(kalo loe
mbaca buku fisik, kan ada bagian halaman yang kosong ketika mau masuk topik,
ato judul baru. Nah, ini yg gue maksud
sebuah ‘jeda’.....gicyu)
Jeda 01.
Butiran pasir di Kejuaraan dunia sepakbola.
Hampir bisa
dipastikan kalo mata dunia bakalan tertuju ke ajang akbar 4 tahunan yang waktu
tulisan ini di bikin lagi di gelar di Brazilia, sebuah negara berkembang di
Amerika Selatan yang di awal-awal pelaksanaannya justru di demo abis-abisan
sama masyarakatnya karena dianggap menghambur-hamburkan uang di tengah
kemiskinan rakyat. Menurut info
terpercaya, Brazil ngabisin 1 milyar Euro, ato setara Rp. 16,38 Triliun untuk
perhelatan akbar tersebut. Emang sich
masyarakat sono ngga mendesak pemerintahnya buat beli permen ato pisang
goreng. Hehehe......
Agama yang merupakan
keyakinan hakiki banyak orang di bulatan bumi ini faktanya lebih sering memecah
belah, bukan mempersatukan. Ngga sedikit perseteruan antar bangsa dipicu
oleh sentimen agama. Tapi sepakbola
dengan caranya yang unik justru lebih sering mempersatukan. Ato mungkin aja kalo Sepakbola adalah ‘Tangan
Tuhan’ guna menyatukan umat ciptaanNya.
Only God knows.....hehehe.
Di ajang Piala Dunia,
dengan memanfaatkan luasnya lapangan hijau, para pemain yang abis nyetak gol bebas mengekspresikan ungkapan dan penyembahan
pada Tuhan yang diyakininya tanpa perlu Mesjid,
Gereja, Kuil, Vihara, pura atau Sinagoge,
dan tanpa kuatir kena rajam, diberondong senapan mesin atau ledakan bom. Liat aja para pencetak gol yang begitu
ekpresif melakukan sujud dan mencium lapangan hijau untuk bersyukur pada Tuhan,
membuat tanda salib sebelum masuk atau saat keluar lapangan, bergandengan
tangan berdoa bersama, serta berbagai ungkapan doa dan penyembahan yang menjadi
ciri khas Agama yang diyakininya.
Cuma di ajang piala dunia-lah kita bebas
mengibarkan bendera negara lain tanpa takut di monitor dinas intelegen, atau di
cap penghianat kalau negara yang harusnya kita dukung engga ikut
serta di ajang akbar tersebut.
Coba deh cermatin, bahkan ketegangan antar negara
yang lagi berlangsung-pun jadi reda sesaat ketika ajang piala dunia digelar. Malah, ada berita yang menyatakan kalo
beberapa episode perang sungguhan di medan perang, menunda sesaat
pertempurannya demi sebuah pertandingan.
Di ajang piala dunia-lah dua negara bisa barengan
nyanyi dan denger lagu kebangsaan musuh yang siap mereka kalahkan dengan hujan
gol sebanyak-banyaknya, tanpa korban jiwa dan tawanan perang.
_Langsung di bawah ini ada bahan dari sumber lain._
use std::str::FromStr;

use chrono::{DateTime, Utc};
use rusqlite::{params, Connection, OptionalExtension};
use uuid::Uuid;

use crate::db::DatabaseError;
use crate::models::enums::AnalysisStatus;
use crate::models::{AnalysisResults, BloodAnalysis};

pub fn insert_analysis(conn: &Connection, analysis: &BloodAnalysis) -> Result<(), DatabaseError> {
    let results_json = match &analysis.results {
        Some(r) => Some(
            serde_json::to_string(r)
                .map_err(|e| DatabaseError::ConstraintViolation(e.to_string()))?,
        ),
        None => None,
    };

    conn.execute(
        "INSERT INTO blood_analyses (id, user_id, status, image_path, analysis_date, analyzed_at, results)
         VALUES (?1, ?2, ?3, ?4, ?5, ?6, ?7)",
        params![
            analysis.id.to_string(),
            analysis.user_id,
            analysis.status.as_str(),
            analysis.image_path,
            analysis.analysis_date.to_rfc3339(),
            analysis.analyzed_at.map(|t| t.to_rfc3339()),
            results_json,
        ],
    )?;
    Ok(())
}

pub fn get_analysis(conn: &Connection, id: &Uuid) -> Result<BloodAnalysis, DatabaseError> {
    let row = conn
        .query_row(
            "SELECT id, user_id, status, image_path, analysis_date, analyzed_at, results
             FROM blood_analyses WHERE id = ?1",
            params![id.to_string()],
            |row| Ok(analysis_row_from_rusqlite(row)),
        )
        .optional()?
        .ok_or_else(|| DatabaseError::NotFound {
            entity_type: "BloodAnalysis".into(),
            id: id.to_string(),
        })?;

    analysis_from_row(row?)
}

pub fn list_analyses_for_user(
    conn: &Connection,
    user_id: &str,
) -> Result<Vec<BloodAnalysis>, DatabaseError> {
    let mut stmt = conn.prepare(
        "SELECT id, user_id, status, image_path, analysis_date, analyzed_at, results
         FROM blood_analyses WHERE user_id = ?1 ORDER BY analysis_date DESC",
    )?;

    let rows = stmt.query_map(params![user_id], |row| Ok(analysis_row_from_rusqlite(row)))?;

    let mut analyses = Vec::new();
    for row in rows {
        analyses.push(analysis_from_row(row??)?);
    }
    Ok(analyses)
}

/// Record the stored image path once an upload has been staged.
pub fn set_image_path(
    conn: &Connection,
    id: &Uuid,
    image_path: &str,
) -> Result<(), DatabaseError> {
    let updated = conn.execute(
        "UPDATE blood_analyses SET image_path = ?1 WHERE id = ?2",
        params![image_path, id.to_string()],
    )?;
    if updated == 0 {
        return Err(DatabaseError::NotFound {
            entity_type: "BloodAnalysis".into(),
            id: id.to_string(),
        });
    }
    Ok(())
}

/// Transition an analysis to `analyzed`, attaching results and the
/// completion timestamp in one statement.
pub fn mark_analyzed(
    conn: &Connection,
    id: &Uuid,
    results: &AnalysisResults,
    analyzed_at: DateTime<Utc>,
) -> Result<(), DatabaseError> {
    let results_json = serde_json::to_string(results)
        .map_err(|e| DatabaseError::ConstraintViolation(e.to_string()))?;

    let updated = conn.execute(
        "UPDATE blood_analyses SET status = ?1, results = ?2, analyzed_at = ?3 WHERE id = ?4",
        params![
            AnalysisStatus::Analyzed.as_str(),
            results_json,
            analyzed_at.to_rfc3339(),
            id.to_string(),
        ],
    )?;
    if updated == 0 {
        return Err(DatabaseError::NotFound {
            entity_type: "BloodAnalysis".into(),
            id: id.to_string(),
        });
    }
    Ok(())
}

/// Explicit terminal failure marking. The orchestrator's error paths leave
/// rows `pending`; this is for callers abandoning an analysis permanently.
pub fn mark_failed(conn: &Connection, id: &Uuid) -> Result<(), DatabaseError> {
    let updated = conn.execute(
        "UPDATE blood_analyses SET status = ?1 WHERE id = ?2",
        params![AnalysisStatus::Failed.as_str(), id.to_string()],
    )?;
    if updated == 0 {
        return Err(DatabaseError::NotFound {
            entity_type: "BloodAnalysis".into(),
            id: id.to_string(),
        });
    }
    Ok(())
}

// Internal row type for BloodAnalysis mapping
struct AnalysisRow {
    id: String,
    user_id: String,
    status: String,
    image_path: Option<String>,
    analysis_date: String,
    analyzed_at: Option<String>,
    results: Option<String>,
}

fn analysis_row_from_rusqlite(row: &rusqlite::Row<'_>) -> Result<AnalysisRow, rusqlite::Error> {
    Ok(AnalysisRow {
        id: row.get(0)?,
        user_id: row.get(1)?,
        status: row.get(2)?,
        image_path: row.get(3)?,
        analysis_date: row.get(4)?,
        analyzed_at: row.get(5)?,
        results: row.get(6)?,
    })
}

fn analysis_from_row(row: AnalysisRow) -> Result<BloodAnalysis, DatabaseError> {
    let results = match row.results {
        Some(json) => Some(
            serde_json::from_str(&json)
                .map_err(|e| DatabaseError::ConstraintViolation(e.to_string()))?,
        ),
        None => None,
    };

    Ok(BloodAnalysis {
        id: Uuid::parse_str(&row.id)
            .map_err(|e| DatabaseError::ConstraintViolation(e.to_string()))?,
        user_id: row.user_id,
        status: AnalysisStatus::from_str(&row.status)?,
        image_path: row.image_path,
        analysis_date: parse_timestamp(&row.analysis_date)?,
        analyzed_at: row.analyzed_at.as_deref().map(parse_timestamp).transpose()?,
        results,
    })
}

fn parse_timestamp(s: &str) -> Result<DateTime<Utc>, DatabaseError> {
    DateTime::parse_from_rfc3339(s)
        .map(|t| t.with_timezone(&Utc))
        .map_err(|e| DatabaseError::ConstraintViolation(e.to_string()))
}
Dan cuma di ajang inilah negara yang secara ekonomi
dan militer masuk level ‘under dog’ punya peluang mengalahkan negara maju ato superpower
tanpa memikirkan senjata canggih dan efektif sebagai pemusnah massal, karena
cuma dibutuhkan strategi menyerang dan bertahan efektif supaya bisa memasukan
gol sebanyak mungkin dan kemasukan sesedikit mungkin.
Dan mungkin, Cuma di ajang Piala Dunia-lah
Pemimpin sebuah negara bisa dengan santai sowan ke negara lain tanpa protokoler
ribet dan dikuntit mentri ekonomi, mentri pertahanan dan mentri luar negrinya,
buat ngasih dukungan ke tim negaranya saat ngadepin pertandingan penting.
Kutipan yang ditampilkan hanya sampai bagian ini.